Dieser repräsentative Ort in Berlin, an dem täglich tausende Touristen, Schulklasssen und andere Besucher vorbei kommen, hat so oder so mehr Pflege verdient. Denn bei einem Besuch bietet sich folgendes Bild:

Zwischen rot-weißem Flatterband, Baustellenzäunen, Kabelbrücken und leeren Glasflaschen sprießt Unkraut aus allen Fugen. „Dort, wo irgendwann mal grünes Gras wuchs, befindet sich nun ein hügeliger Acker“, heißt es in der Berliner Zeitung. „Selbst auf den Stufen zum Reichstagsgebäude wächst reichlich Unkraut. Ablagerungen färben den Stein pechschwarz.“
Klar, dass eine Baustelle nicht wie geleckt aussehen kann, doch gleich den ganzen Platz der Verwilderung anheimstellen ist auch keine Lösung. Zumindest abseits der Geräte und Baumaterialien könnte man auf dem Platz der Republik für Ordnung und Sauberkeit sorgen. Die Republik präsentiert sich hier erschreckend alltagsnah: nachlässig, verschlufft, in bekleckerter Jogginghose irgendwie.

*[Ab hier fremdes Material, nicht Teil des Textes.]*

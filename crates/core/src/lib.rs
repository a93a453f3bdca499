//! Core engine - pure, deterministic sliding-block puzzle logic
//!
//! This crate holds the rules of the puzzle and nothing else: no I/O, no
//! rendering, no input handling. Given a board and a direction it produces
//! exactly one resulting board and one outcome.
//!
//! # Module Structure
//!
//! - [`grid`]: static cell kinds (platform, destinations, hazards)
//! - [`palette`]: color palette and per-load block type -> color assignment
//! - [`registry`]: movable blocks and their positions
//! - [`resolve`]: simultaneous shove resolution against a pre-move snapshot
//! - [`outcome`]: hazard destruction and solved/failed/continue classification
//! - [`board`]: one loaded level tying the above together
//! - [`level`]: level data as delivered by a level provider
//! - [`snapshot`]: serializable read-only view for renderers
//! - [`config`]: engine configuration (board size, palette, seed)
//!
//! # Rules
//!
//! - **Shove**: every sliding block moves as far as it can in the chosen
//!   direction, stopping before the board edge, a cell without platform, or
//!   a cell that was occupied before the shove started
//! - **Stoppable obstacles** never move
//! - **Hazards** destroy whatever rests on them; losing a colored block fails the level
//! - **Solved** when every colored block rests on a destination of its color
//!
//! # Example
//!
//! ```
//! use slidebox_core::{Board, EngineConfig, LevelData};
//! use slidebox_core::types::{Direction, Outcome};
//!
//! let level = LevelData::from_json(r####"{
//!     "size": 3,
//!     "platform": ["###", "###", "###"],
//!     "blocks": { "1": [0] },
//!     "destinations": { "1": [2] }
//! }"####).unwrap();
//!
//! let mut board = Board::load(&level, &EngineConfig::default()).unwrap();
//! let report = board.shove(Direction::Right).unwrap();
//! assert_eq!(report.outcome, Outcome::Solved);
//! ```

pub mod board;
pub mod config;
pub mod error;
pub mod grid;
pub mod level;
pub mod outcome;
pub mod palette;
pub mod registry;
pub mod resolve;
pub mod rng;
pub mod snapshot;

pub use slidebox_types as types;

// Re-export commonly used types for convenience
pub use board::{Board, MoveReport};
pub use config::EngineConfig;
pub use error::{ColorError, ConfigError, GridError, LoadError, MoveError, PlacementError};
pub use grid::{Grid, GridBuilder};
pub use level::LevelData;
pub use outcome::{evaluate, is_solved, Evaluation};
pub use palette::{ColorAssigner, Palette};
pub use registry::{Block, BlockRegistry};
pub use resolve::{resolve_move, slide_distance, BlockMove, Resolution};
pub use rng::SimpleRng;
pub use snapshot::BoardSnapshot;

Bauarbeiten auf dem Platz der Republik
Derzeit wird auf dem Platz vor dem Reichstagsgebäude gebaut. Das Abwasserkanal- und Trinkwassernetz wird von den Berliner Wasserbetrieben erneuert. Auch ein neuer Graben soll um das Parlamentsgebäude entstehen. Mit zehn Metern Breite und 2,50 Meter Tiefe soll man ihn aus der Ferne nicht sehen, sondern ihn erst erkennen, wenn man näher kommt.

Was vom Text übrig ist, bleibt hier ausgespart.